21 Article Three-dimensional kinematics at the ankle joint complex in rheumatoid arthritis patients with painful valgus deformity of the rearfoot. free! 2002

Woodburn J, Helliwell PS, Barker S. · Rheumatology and Rehabilitation Research Unit, University of Leeds, Leeds, UK. · Rheumatology (Oxford). · Pubmed #12468821 links to  free full text

Abstract: OBJECTIVE: To evaluate the three-dimensional (3D) kinematics of the ankle joint complex (AJC) in rheumatoid arthritis (RA) patients with painful valgus deformity of the rearfoot. METHODS: Fifty patients with RA underwent gait analysis using electromagnetic tracking techniques to measure 3D kinematics at the AJC under barefoot and shod walking conditions. Three axial rotations (dorsiflexion/plantarflexion, inversion/eversion and internal/external rotation) were measured during the gait cycle, and the angular positions at key gait events, range of motion and the motion: time integral were measured. Descriptive and analytical comparisons were made with normative data derived from a sex- and age-matched population (n=45).

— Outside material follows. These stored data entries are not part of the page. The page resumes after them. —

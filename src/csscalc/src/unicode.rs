// Copyright 2026 The Simlin Authors. All rights reserved.
// Use of this source code is governed by the Apache License,
// Version 2.0, that can be found in the LICENSE file.

//! Byte classification for the tokenizer. Every character with meaning
//! to calc() is ASCII, so the tokenizer works on bytes and anything
//! outside ASCII is just part of a word.

pub const TAB: u8 = 0x09;
pub const LF: u8 = 0x0a;
pub const FF: u8 = 0x0c;
pub const CR: u8 = 0x0d;
pub const SPACE: u8 = 0x20;
pub const DQUOTE: u8 = b'"';
pub const SQUOTE: u8 = b'\'';
pub const LPAREN: u8 = b'(';
pub const RPAREN: u8 = b')';
pub const STAR: u8 = b'*';
pub const PLUS: u8 = b'+';
pub const COMMA: u8 = b',';
pub const MINUS: u8 = b'-';
pub const DOT: u8 = b'.';
pub const SLASH: u8 = b'/';
pub const LBRACKET: u8 = b'[';
pub const BACKSLASH: u8 = b'\\';
pub const RBRACKET: u8 = b']';
pub const LBRACE: u8 = b'{';
pub const RBRACE: u8 = b'}';

pub fn is_whitespace(c: u8) -> bool {
    matches!(c, TAB | LF | FF | CR | SPACE)
}

pub fn is_digit(c: u8) -> bool {
    c.is_ascii_digit()
}

pub fn is_letter(c: u8) -> bool {
    c.is_ascii_alphabetic()
}

pub fn is_quote(c: u8) -> bool {
    c == DQUOTE || c == SQUOTE
}

pub fn is_punctuator(c: u8) -> bool {
    matches!(c, LPAREN | RPAREN | COMMA)
}

pub fn is_sign(c: u8) -> bool {
    c == PLUS || c == MINUS
}

/// A digit or a `.`, i.e. something a number can begin with once any
/// sign has been consumed.
pub fn maybe_number(c: u8) -> bool {
    is_digit(c) || c == DOT
}

/// The closing bracket for an opening one, or `None` if `c` doesn't
/// open a bracket.
pub fn closing_bracket(c: u8) -> Option<u8> {
    match c {
        LPAREN => Some(RPAREN),
        LBRACKET => Some(RBRACKET),
        LBRACE => Some(RBRACE),
        _ => None,
    }
}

RESULTS: AJC dysfunction in RA was characterized by excessive eversion motion (within an eversion range) and no inversion motion through the neutral joint position for the subtalar component of the joint complex, in both barefoot and shod walking conditions. Motion was coupled such that internal rotation of the leg relative to the rearfoot was greater than normal. AJC motion was different for all rotations between barefoot and shod conditions, but in both situations there were statistically significant between-group differences in the motion:time integral for inversion/eversion (barefoot, P<0.0001; shod, P<0.0001) and external/internal rotation (barefoot, P<0.0001; shod, P<0.0001). There were no statistically significant differences between RA and normative data for dorsiflexion/plantarflexion motion under barefoot (P=0.16) and shod (P=0.50) walking conditions. CONCLUSION: Painful valgus deformity of the rearfoot is associated with changes in the 3D kinematics affecting eversion at the AJC and internal rotation of the leg, both when walking barefoot and in shoes.